MetroCast is a "very good asset" with solid networks, said Macquarie Capital Markets Canada analyst Greg MacDonald. With about 233,000 television, Internet and home phone customers, it will increase Cogeco's U.S. operations by close to 40 per cent to 835,000 subscribers.
The price paid is high, he said, noting that even with $310-million in tax benefits that Cogeco expects to realize with the transaction, the purchase price is more than nine times the $121-million MetroCast is forecast to report in EBITDA in 2017 (EBITDA means earnings before interest, taxes, depreciation and amortization).
That's notable, Mr. MacDonald said, because Cogeco's stock itself is only trading at 6.4 times EBITDA.
But the Caisse's involvement is a positive development, he said, as it "lowers leverage risk and adds credibility to the deal and U.S. strategy overall."
Cogeco says it will use debt issued by Atlantic Broadband to fund the rest of the purchase price. The deal requires regulatory approvals and Cogeco says it expects it to close in January, 2018.
Some have speculated that Cogeco's U.S. business could itself become an acquisition target, but Mr. Audet said Monday he has no plans to sell and hopes to eventually acquire more cable operations south of the border.

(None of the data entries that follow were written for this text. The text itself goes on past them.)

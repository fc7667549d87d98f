//! Process-level entry helpers: argument parsing and fatal error reporting.

use crate::core::cli::CliArgs;
use clap::Parser;

/// Print the error with its causes to stderr and exit with code 1.
pub fn handle_error(error: anyhow::Error) -> ! {
    tracing::error!("{error:#}");
    eprintln!();
    eprintln!("Error: {error}");
    for cause in error.chain().skip(1) {
        eprintln!("  caused by: {cause}");
    }
    eprintln!();
    eprintln!("Try running with --help for usage information.");
    std::process::exit(1);
}

/// Parse the command line arguments of this process.
pub fn get_cli_args() -> CliArgs {
    CliArgs::parse()
}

First, he said, Cogeco will focus on maintaining its investment-grade status by getting its debt leverage back under control. After the deal closes, its debt will be 3.6 times EBITDA and the company said it hopes to get that down to 3.0 times within 18 months.
"As soon as we get that in place of course we're ready for more [acquisitions], whether they're tuck-in or a bit larger," Mr. Audet said.